A importância dos estudos farmacoeconômicos reside no fato de que os resultados obtidos por meio destes contribuem tanto para o uso racional de medicamentos, como também para uma melhor distribuição dos recursos e serviços disponíveis na área da saúde. Isto porque as análises farmacoeconômicas relacionam o custo das terapias disponíveis com tópicos como segurança, eficácia e qualidade das diferentes terapias médicas (AREDA; BONIZIO; FREITAS, 2011).
A utilização desses estudos no gerenciamento de recursos no setor da saúde ganha ainda mais relevância diante do atual contexto mundial de aumento dos gastos com saúde, em decorrência da introdução de novas tecnologias no setor, envelhecimento e alterações no perfil de morbimortalidade da população e, mais recentemente, da Pandemia de COVID-19 (SECOLI et al., 2005).
Segundo Vieira (2018), as despesas com medicamentos no Sistema Único de Saúde (SUS) passaram de R$ 14,3 bilhões em 2010 para quase R$ 20 bilhões em 2015, com um crescimento de 40%. Além disso, a autora aponta que do período de 2010 a 2016 as despesas com medicamentos e com ações e serviços públicos de saúde cresceram em 52,9% e 6,3%, respectivamente.
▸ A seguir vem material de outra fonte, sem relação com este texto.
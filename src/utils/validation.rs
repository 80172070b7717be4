//! Utilidades de validación
//!
//! Este módulo contiene los patrones compartidos por los DTOs y la
//! interpretación de las lecturas de odómetro enviadas por el cliente.

use lazy_static::lazy_static;
use regex::Regex;
use serde::{Deserialize, Serialize};
use std::str::FromStr;

use crate::utils::errors::{validation_error, AppError};

lazy_static! {
    /// Número móvil de exactamente 10 dígitos
    pub static ref MOBILE_NUMBER: Regex = Regex::new(r"^\d{10}$").unwrap();
}

/// Lectura de odómetro tal como llega en el JSON: número o texto de formulario.
/// Cualquier otro valor (decimal, null, booleano, fuera de rango) cae en
/// `Other` y lo decide la política, nunca el deserializador.
#[derive(Debug, Clone, PartialEq, Serialize, Deserialize)]
#[serde(untagged)]
pub enum OdometerInput {
    Number(i64),
    Text(String),
    Other(serde_json::Value),
}

impl From<i64> for OdometerInput {
    fn from(value: i64) -> Self {
        OdometerInput::Number(value)
    }
}

impl From<&str> for OdometerInput {
    fn from(value: &str) -> Self {
        OdometerInput::Text(value.to_string())
    }
}

/// Qué hacer con una lectura de odómetro mal formada
#[derive(Debug, Clone, Copy, PartialEq, Eq, Default)]
pub enum OdometerInputPolicy {
    /// La lectura inválida se toma como 0 km
    #[default]
    Lenient,
    /// La lectura inválida rechaza toda la actualización
    Strict,
}

impl FromStr for OdometerInputPolicy {
    type Err = String;

    fn from_str(s: &str) -> Result<Self, Self::Err> {
        match s.trim().to_ascii_lowercase().as_str() {
            "lenient" => Ok(OdometerInputPolicy::Lenient),
            "strict" => Ok(OdometerInputPolicy::Strict),
            other => Err(format!("unknown odometer input policy '{}'", other)),
        }
    }
}

impl OdometerInput {
    /// Valor en km si la lectura es un entero no negativo
    pub fn as_km(&self) -> Option<i64> {
        let value = match self {
            OdometerInput::Number(n) => *n,
            OdometerInput::Text(s) => s.trim().parse::<i64>().ok()?,
            OdometerInput::Other(_) => return None,
        };
        (value >= 0).then_some(value)
    }
}

/// Interpretar una lectura de odómetro según la política configurada
pub fn parse_odometer(input: &OdometerInput, policy: OdometerInputPolicy) -> Result<i64, AppError> {
    match (input.as_km(), policy) {
        (Some(km), _) => Ok(km),
        (None, OdometerInputPolicy::Lenient) => {
            tracing::debug!("Lectura de odómetro inválida {:?}, se usa 0", input);
            Ok(0)
        }
        (None, OdometerInputPolicy::Strict) => Err(validation_error(
            "odometer",
            "Odometer reading must be a non-negative integer",
        )),
    }
}

#[cfg(test)]
mod tests {
    use super::*;

    #[test]
    fn test_mobile_number_pattern() {
        assert!(MOBILE_NUMBER.is_match("9876543210"));
        assert!(!MOBILE_NUMBER.is_match("98765"));
        assert!(!MOBILE_NUMBER.is_match("98765432101"));
        assert!(!MOBILE_NUMBER.is_match("98765abcde"));
    }

    #[test]
    fn test_parse_odometer_accepts_numbers_and_text() {
        let policy = OdometerInputPolicy::Strict;
        assert_eq!(parse_odometer(&OdometerInput::Number(12000), policy).unwrap(), 12000);
        assert_eq!(parse_odometer(&" 4500 ".into(), policy).unwrap(), 4500);
        assert_eq!(parse_odometer(&OdometerInput::Number(0), policy).unwrap(), 0);
    }

    #[test]
    fn test_lenient_policy_coerces_to_zero() {
        let policy = OdometerInputPolicy::Lenient;
        assert_eq!(parse_odometer(&"abc".into(), policy).unwrap(), 0);
        assert_eq!(parse_odometer(&"".into(), policy).unwrap(), 0);
        assert_eq!(parse_odometer(&OdometerInput::Number(-10), policy).unwrap(), 0);
    }

    #[test]
    fn test_non_integer_json_reaches_policy() {
        let inputs: Vec<OdometerInput> = ["12.5", "null", "true", "1e30", "[1]"]
            .iter()
            .map(|raw| serde_json::from_str(raw).unwrap())
            .collect();

        for input in &inputs {
            assert!(matches!(input, OdometerInput::Other(_)), "{:?}", input);
            assert_eq!(parse_odometer(input, OdometerInputPolicy::Lenient).unwrap(), 0);
            assert!(matches!(
                parse_odometer(input, OdometerInputPolicy::Strict),
                Err(AppError::Validation(_))
            ));
        }
    }

    #[test]
    fn test_strict_policy_rejects() {
        let policy = OdometerInputPolicy::Strict;
        assert!(matches!(
            parse_odometer(&"12k".into(), policy),
            Err(AppError::Validation(_))
        ));
        assert!(parse_odometer(&OdometerInput::Number(-1), policy).is_err());
    }

    #[test]
    fn test_policy_from_str() {
        assert_eq!("STRICT".parse::<OdometerInputPolicy>().unwrap(), OdometerInputPolicy::Strict);
        assert_eq!("lenient".parse::<OdometerInputPolicy>().unwrap(), OdometerInputPolicy::Lenient);
        assert!("sometimes".parse::<OdometerInputPolicy>().is_err());
    }
}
Os medicamentos são tidos como insumo fundamental para os serviços de saúde e relevante produto comercial, e dentro dos gastos com saúde representam uma expressiva parcela dos custos, sendo que no contexto hospitalar são capazes de gerar um aumento de 15 a 25% na conta hospitalar. A alta dos custos com esse insumo, por vezes chega a ser o dobro ou o triplo ao da inflação, requerendo assim uma atenção especial dos administradores nessa área, principalmente no setor público devido à escassez de recursos, o que torna necessário a racionalização de medicamentos, de maneira que a população não seja prejudicada pela falta de medicamentos essenciais (HERRERA, 2004; RASCATI, 2013; RIBEIRO; SECOLI, 2008).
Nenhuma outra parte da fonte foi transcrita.